In his piece entitled "The Trouble with Quantum Mechanics", Weinberg admits to being as puzzled as his predecessors Einstein, Bohr, and Feynman, about the true nature of quantum physics. How can we understand, he muses, that quantum dynamics is governed by a deterministic equation (the Schrödinger equation), yet when we try to measure something, then all we can muster is probabilities? "So we still have to ask", Weinberg writes, "how do probabilities get into quantum mechanics?"

How indeed. You know of course, from reading my diatribes, that this is a question I am interested in myself. I have obliquely hinted that I think I know where the probabilities are coming from (if you can find the relevant post) and that one day I'll write a detailed account of that idea (it's 3/4 written already, actually). But today is not that day. Having convinced you that the particle-wave duality is still a very hot topic in quantum physics, let me take on that particular subject first. 

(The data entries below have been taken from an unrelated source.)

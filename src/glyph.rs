//! Glyphs, fonts and the column-shift compositor.
//!
//! A glyph is eight row bytes. Bit 7 of a row is the leftmost column, which
//! is the bit order both panel chips latch, so rows go to hardware untouched.

use core::borrow::Borrow;

/// Number of rows (and columns) of one panel
pub const PANEL_SIZE: usize = 8;

/// One 8x8 bitmap, one byte per row
#[derive(Debug, Clone, Copy, PartialEq, Eq, Hash, Default)]
pub struct Glyph(pub [u8; PANEL_SIZE]);

impl Glyph {
    /// All pixels off
    pub const BLANK: Self = Self([0; PANEL_SIZE]);

    pub const fn new(rows: [u8; PANEL_SIZE]) -> Self {
        Self(rows)
    }

    pub const fn rows(&self) -> &[u8; PANEL_SIZE] {
        &self.0
    }

    pub const fn row(&self, index: usize) -> u8 {
        self.0[index]
    }

    /// Returns whether the pixel at (`column`, `row`) is lit
    pub const fn is_lit(&self, column: usize, row: usize) -> bool {
        self.0[row] & (0x80 >> column) != 0
    }
}

/// What both panels show at one instant
#[derive(Debug, Clone, Copy, PartialEq, Eq, Default)]
pub struct Frame {
    pub left: Glyph,
    pub right: Glyph,
}

impl Frame {
    pub const fn new(left: Glyph, right: Glyph) -> Self {
        Self { left, right }
    }

    /// Same glyph on both panels
    pub const fn mirrored(glyph: Glyph) -> Self {
        Self::new(glyph, glyph)
    }
}

/// Compose one row of the view that is `shift` columns into `current`
///
/// The two rows are joined into a 16 column strip and the 8 columns starting
/// at `shift` are returned: the rightmost columns of `current` slide out to
/// the left while the leftmost columns of `next` slide in from the right.
/// `shift` must be in `0..8`; shift 0 is `current` unchanged.
#[inline]
#[allow(clippy::cast_lossless, clippy::cast_possible_truncation)]
pub const fn compose_row(current: u8, next: u8, shift: u8) -> u8 {
    debug_assert!(shift < 8);
    let strip = ((current as u16) << 8) | next as u16;
    ((strip << shift) >> 8) as u8
}

/// Compose a whole glyph, see [`compose_row`]
pub const fn compose(current: &Glyph, next: &Glyph, shift: u8) -> Glyph {
    let mut rows = [0u8; PANEL_SIZE];
    let mut i = 0;
    while i < PANEL_SIZE {
        rows[i] = compose_row(current.0[i], next.0[i], shift);
        i += 1;
    }
    Glyph(rows)
}

/// Immutable mapping from a key to a glyph
///
/// Text fonts are keyed by `char`, shape fonts by name. Lookups are linear;
/// fonts are a few dozen entries and live in flash.
#[derive(Debug, Clone, Copy)]
pub struct Font<'a, K> {
    glyphs: &'a [(K, Glyph)],
}

/// Font keyed by character, used for scrolling text
pub type TextFont = Font<'static, char>;

/// Font keyed by name, used for eyes and icons
pub type ShapeFont = Font<'static, &'static str>;

impl<'a, K> Font<'a, K> {
    pub const fn new(glyphs: &'a [(K, Glyph)]) -> Self {
        Self { glyphs }
    }

    pub const fn len(&self) -> usize {
        self.glyphs.len()
    }

    pub const fn is_empty(&self) -> bool {
        self.glyphs.is_empty()
    }

    /// Look up a glyph
    pub fn get<Q>(&self, key: &Q) -> Option<Glyph>
    where
        K: Borrow<Q>,
        Q: PartialEq + ?Sized,
    {
        self.glyphs
            .iter()
            .find(|(k, _)| k.borrow() == key)
            .map(|(_, glyph)| *glyph)
    }

    /// Look up a glyph, falling back to [`Glyph::BLANK`]
    pub fn get_or_blank<Q>(&self, key: &Q) -> Glyph
    where
        K: Borrow<Q>,
        Q: PartialEq + ?Sized,
    {
        self.get(key).unwrap_or(Glyph::BLANK)
    }

    /// Iterate over all keys
    pub fn keys(&self) -> impl Iterator<Item = &K> {
        self.glyphs.iter().map(|(k, _)| k)
    }
}

#[cfg(test)]
mod tests {
    use super::*;

    const A: Glyph = Glyph([0x18, 0x24, 0x42, 0x7E, 0x42, 0x42, 0x42, 0x00]);
    const B: Glyph = Glyph([0xFC, 0x42, 0x42, 0x7C, 0x42, 0x42, 0xFC, 0x00]);

    #[test]
    fn shift_zero_passes_current_through() {
        for row in 0..PANEL_SIZE {
            assert_eq!(compose_row(A.row(row), B.row(row), 0), A.row(row));
            assert_eq!(compose_row(A.row(row), A.row(row), 0), A.row(row));
        }
    }

    #[test]
    fn shift_moves_one_column_per_step() {
        assert_eq!(compose_row(0b1000_0001, 0b1000_0000, 1), 0b0000_0011);
        assert_eq!(compose_row(0b0000_0001, 0b0000_0000, 7), 0b1000_0000);
        assert_eq!(compose_row(0b0000_0000, 0b1111_1111, 7), 0b0111_1111);
    }

    #[test]
    fn shift_is_masked_to_eight_columns() {
        assert_eq!(compose_row(0xFF, 0x00, 4), 0xF0);
        assert_eq!(compose_row(0x00, 0xFF, 4), 0x0F);
        assert_eq!(compose_row(0xFF, 0xFF, 7), 0xFF);
    }

    #[test]
    fn pixel_addressing_matches_bit_order() {
        let glyph = Glyph([0x80, 0x01, 0, 0, 0, 0, 0, 0]);
        assert!(glyph.is_lit(0, 0));
        assert!(!glyph.is_lit(7, 0));
        assert!(glyph.is_lit(7, 1));
    }

    #[test]
    fn font_lookup_by_char_and_name() {
        const GLYPHS: &[(char, Glyph)] = &[('A', A), ('B', B)];
        let text = Font::new(GLYPHS);
        assert_eq!(text.get(&'B'), Some(B));
        assert_eq!(text.get(&'Z'), None);
        assert_eq!(text.get_or_blank(&'Z'), Glyph::BLANK);

        const SHAPES: &[(&str, Glyph)] = &[("open", A)];
        let shapes = Font::new(SHAPES);
        let name = heapless::String::<8>::try_from("open").unwrap();
        assert_eq!(shapes.get(name.as_str()), Some(A));
        assert_eq!(shapes.get("closed"), None);
    }
}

What I want to do in this blog post is to make you think differently about the complementarity principle. What I'm going to tell you is that you should stop thinking in terms of "particle or wave". It is a false dichotomy. It is a false dilemma because quantum systems are neither particle nor wave. Those two are classical concepts, after all. Strictly speaking, quantum systems are quantum fields. But this is not the time to delve into quantum field theory, so instead I will try to marshal the tools of quantum information theory to tell you what is really complementary in quantum measurement, what it is that you can have "only one of", and what it is that is being "traded-off". You don't exchange a bit of particle for a bit of wave, this much I can tell you right here. 

To do this, I have to introduce you to some very counter-intuitive quantum stuff. Now, you might argue: "All quantum stuff is counter-intuitive", and I'd have to agree with you if all your intuition is classical. What I am going to tell you is stuff that even baffles seasoned quantum physicists. I'm going to tell you about quantum experiments where the "nature" of the quantum experiment that you perform can be changed after you've already completed the experiment!

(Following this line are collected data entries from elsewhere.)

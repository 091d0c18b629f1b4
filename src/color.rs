//! Colors for the ambient backlight.

use smart_leds::RGB8;

pub type Rgb = RGB8;

pub const RED: Rgb = rgb_from_u32(0xFF0000);
pub const GREEN: Rgb = rgb_from_u32(0x00FF00);
pub const BLUE: Rgb = rgb_from_u32(0x0000FF);
pub const MAGENTA: Rgb = rgb_from_u32(0xFF00FF);
pub const ORANGE: Rgb = rgb_from_u32(0xFF6000);
pub const BLACK: Rgb = rgb_from_u32(0x000000);

/// Palette the pumpkin backlight cycles through by default
pub const SPOOKY_PALETTE: [Rgb; 3] = [RED, GREEN, MAGENTA];

/// Create an RGB color from a u32 value (0xRRGGBB format)
#[allow(clippy::cast_possible_truncation)]
pub const fn rgb_from_u32(color: u32) -> Rgb {
    Rgb {
        r: ((color >> 16) & 0xFF) as u8,
        g: ((color >> 8) & 0xFF) as u8,
        b: (color & 0xFF) as u8,
    }
}

/// Returns the color a common-anode LED needs to show `color`
pub const fn invert(color: Rgb) -> Rgb {
    Rgb {
        r: 255 - color.r,
        g: 255 - color.g,
        b: 255 - color.b,
    }
}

Let me remind you right here, that the--also very eminent--Niels Bohr tried to teach us that whether a quantum system appears as a particle or as a wave depends on the type of experiment you subject it to. Here I'm telling you that this is a bunch of hogwash, because I'll show you that when you do an experiment, you can change whether it is a "particle"- or a "wave"-experiment long after the data have been collected!

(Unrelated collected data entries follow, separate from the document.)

mod tests {
    use embassy_time::{Duration, Instant};
    use embedded_hal::delay::DelayNs;
    use myrtio_eyes_composer::{DelayPacer, FrameScheduler, Pacer, mock::RecordingPacer};

    #[derive(Default)]
    struct MockDelay {
        calls_us: Vec<u32>,
    }

    impl DelayNs for MockDelay {
        fn delay_ns(&mut self, ns: u32) {
            self.calls_us.push(ns / 1_000);
        }

        fn delay_us(&mut self, us: u32) {
            self.calls_us.push(us);
        }
    }

    #[test]
    fn test_delay_pacer_waits_the_full_duration() {
        let mut pacer = DelayPacer::new(MockDelay::default());
        pacer.pause(Duration::from_millis(40));
        pacer.pause(Duration::from_ticks(0));

        assert_eq!(pacer.release().calls_us, [40_000]);
    }

    #[test]
    fn test_delay_pacer_splits_long_pauses() {
        let mut pacer = DelayPacer::new(MockDelay::default());
        let long = Duration::from_micros(u64::from(u32::MAX) + 10);
        pacer.pause(long);

        assert_eq!(pacer.release().calls_us, [u32::MAX, 10]);
    }

    #[test]
    fn test_recorded_total_saturates() {
        let mut pacer = RecordingPacer::new();
        pacer.pause(Duration::from_millis(40));
        pacer.pause(Duration::from_millis(60));
        assert_eq!(pacer.total(), Duration::from_millis(100));

        pacer.pause(Duration::MAX);
        assert_eq!(pacer.total(), Duration::MAX);
    }

    #[test]
    fn test_scheduler_absorbs_render_time() {
        let mut scheduler = FrameScheduler::new();
        let frame = Duration::from_millis(50);

        let first = scheduler.schedule(Instant::from_millis(0), frame);
        assert_eq!(first.next_deadline, Instant::from_millis(50));
        assert_eq!(first.sleep_duration, frame);

        // 10 ms spent writing the frame is taken off the next sleep
        let second = scheduler.schedule(Instant::from_millis(60), frame);
        assert_eq!(second.next_deadline, Instant::from_millis(100));
        assert_eq!(second.sleep_duration, Duration::from_millis(40));
    }

    #[test]
    fn test_scheduler_behind_schedule_does_not_sleep() {
        let mut scheduler = FrameScheduler::new();
        let frame = Duration::from_millis(50);
        scheduler.schedule(Instant::from_millis(0), frame);

        let late = scheduler.schedule(Instant::from_millis(120), frame);
        assert_eq!(late.next_deadline, Instant::from_millis(100));
        assert_eq!(late.sleep_duration, Duration::from_ticks(0));
    }

    #[test]
    fn test_scheduler_drops_backlog_after_large_drift() {
        let mut scheduler = FrameScheduler::new();
        let frame = Duration::from_millis(50);
        scheduler.schedule(Instant::from_millis(0), frame);

        // more than two frames behind the last deadline
        let resumed = scheduler.schedule(Instant::from_millis(500), frame);
        assert_eq!(resumed.next_deadline, Instant::from_millis(550));
        assert_eq!(resumed.sleep_duration, frame);
    }

    #[test]
    fn test_scheduler_reset() {
        let mut scheduler = FrameScheduler::new();
        let frame = Duration::from_millis(50);
        scheduler.schedule(Instant::from_millis(0), frame);
        scheduler.reset();

        let fresh = scheduler.schedule(Instant::from_millis(70), frame);
        assert_eq!(fresh.next_deadline, Instant::from_millis(120));
    }
}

I know you're not shocked at my dissing Bohr as I have a habit of doing so. But I'm in good company, by the way, if you read what Feynman wrote about Bohr in his "Surely You're Joking" series. 

"Alright I bite", one of you readers exclaimed just now, "how do you retroactively change the type of experiment you make?" 

Glad you asked. Because now I can talk about John Archibald Wheeler. Wheeler was not a conventional physicist: Even though his early career as a nuclear physicist led to several important contributions to the Manhattan project, he was also interested in many other areas of physics. Indeed, he was a central figure in the "revival" of general relativity theory. (That theory had gone a bit out of fashion when people realized that many predictions of the theory were difficult to measure.) Wheeler co-authored what many (including myself) think is the best book on the topic: "Gravitation" (with Charles Misner and Kip Thorne). That book is often just referred to as "MTW".

John Archibald Wheeler (1911-2008).
Source: University of Texas
I never got to meet Wheeler, perhaps because I entered the field of quantum gravity too late. While Wheeler has been influential in the field of quantum information, it really was his gravity work that had the most lasting impact. He invented the terms "black hole" and "wormhole", after all. His most influential contribution to quantum information science is, undoubtedly, the "delayed choice" gedankenexperiment. Let me explain that to you. 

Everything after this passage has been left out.